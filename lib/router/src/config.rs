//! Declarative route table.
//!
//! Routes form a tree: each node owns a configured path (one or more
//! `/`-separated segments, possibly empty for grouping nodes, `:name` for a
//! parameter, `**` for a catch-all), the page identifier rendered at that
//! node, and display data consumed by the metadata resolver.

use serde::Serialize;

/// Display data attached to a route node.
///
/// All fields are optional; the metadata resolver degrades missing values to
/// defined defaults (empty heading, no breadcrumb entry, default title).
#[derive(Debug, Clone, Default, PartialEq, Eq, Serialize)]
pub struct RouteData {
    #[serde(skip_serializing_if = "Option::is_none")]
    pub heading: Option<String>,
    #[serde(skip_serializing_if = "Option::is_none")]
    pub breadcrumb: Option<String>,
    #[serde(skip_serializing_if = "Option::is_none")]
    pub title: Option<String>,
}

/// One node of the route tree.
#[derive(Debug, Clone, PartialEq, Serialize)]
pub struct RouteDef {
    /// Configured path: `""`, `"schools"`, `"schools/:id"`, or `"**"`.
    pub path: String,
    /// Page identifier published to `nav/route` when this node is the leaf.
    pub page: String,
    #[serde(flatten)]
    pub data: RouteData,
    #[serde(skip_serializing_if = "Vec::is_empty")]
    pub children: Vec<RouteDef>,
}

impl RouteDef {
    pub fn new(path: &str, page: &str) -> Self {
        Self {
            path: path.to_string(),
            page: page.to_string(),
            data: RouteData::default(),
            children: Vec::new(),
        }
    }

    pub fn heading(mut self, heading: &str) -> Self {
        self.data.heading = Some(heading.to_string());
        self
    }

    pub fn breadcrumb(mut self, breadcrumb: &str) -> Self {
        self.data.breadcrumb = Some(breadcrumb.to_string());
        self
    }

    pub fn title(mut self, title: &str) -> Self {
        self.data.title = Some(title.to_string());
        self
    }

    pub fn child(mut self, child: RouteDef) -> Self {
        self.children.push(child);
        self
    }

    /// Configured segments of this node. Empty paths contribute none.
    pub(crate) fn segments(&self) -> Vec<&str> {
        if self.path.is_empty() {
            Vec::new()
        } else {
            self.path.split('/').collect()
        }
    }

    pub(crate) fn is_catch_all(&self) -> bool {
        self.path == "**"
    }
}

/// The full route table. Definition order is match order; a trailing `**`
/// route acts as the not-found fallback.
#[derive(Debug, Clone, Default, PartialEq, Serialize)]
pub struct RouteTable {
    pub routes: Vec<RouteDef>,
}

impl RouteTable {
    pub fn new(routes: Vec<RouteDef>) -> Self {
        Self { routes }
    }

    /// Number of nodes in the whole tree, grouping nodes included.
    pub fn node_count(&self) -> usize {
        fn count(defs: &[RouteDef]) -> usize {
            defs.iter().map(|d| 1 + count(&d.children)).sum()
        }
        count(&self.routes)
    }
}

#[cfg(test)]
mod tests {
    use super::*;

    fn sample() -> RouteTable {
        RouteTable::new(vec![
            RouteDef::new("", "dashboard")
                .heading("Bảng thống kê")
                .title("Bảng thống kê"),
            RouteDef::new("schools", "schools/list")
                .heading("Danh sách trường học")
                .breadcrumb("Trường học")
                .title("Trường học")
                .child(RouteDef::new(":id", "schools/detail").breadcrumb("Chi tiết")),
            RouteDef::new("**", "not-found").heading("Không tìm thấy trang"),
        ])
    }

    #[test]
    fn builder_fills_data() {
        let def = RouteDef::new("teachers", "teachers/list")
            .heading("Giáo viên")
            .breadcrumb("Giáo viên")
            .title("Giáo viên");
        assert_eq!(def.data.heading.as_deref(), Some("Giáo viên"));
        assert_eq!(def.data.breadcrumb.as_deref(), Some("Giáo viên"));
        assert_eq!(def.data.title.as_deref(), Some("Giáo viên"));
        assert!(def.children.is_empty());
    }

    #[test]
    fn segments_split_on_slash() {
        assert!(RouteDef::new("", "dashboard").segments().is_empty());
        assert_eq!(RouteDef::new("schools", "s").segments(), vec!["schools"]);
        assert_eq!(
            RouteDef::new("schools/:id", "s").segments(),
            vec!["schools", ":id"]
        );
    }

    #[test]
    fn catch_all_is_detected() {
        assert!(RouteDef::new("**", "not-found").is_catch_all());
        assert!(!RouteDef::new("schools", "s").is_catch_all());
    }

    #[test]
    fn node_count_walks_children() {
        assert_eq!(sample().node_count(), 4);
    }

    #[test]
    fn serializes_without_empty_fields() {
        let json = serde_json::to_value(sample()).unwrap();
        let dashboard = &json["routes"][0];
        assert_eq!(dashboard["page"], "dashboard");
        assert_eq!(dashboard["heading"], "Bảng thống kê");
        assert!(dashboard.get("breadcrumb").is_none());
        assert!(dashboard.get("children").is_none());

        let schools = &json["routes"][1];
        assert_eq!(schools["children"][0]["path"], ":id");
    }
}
★ ★ ★ ★ ★
→ Exercise brief
Only the number of lines in the data that hold "nodes" should be stated.

→ Task solution
2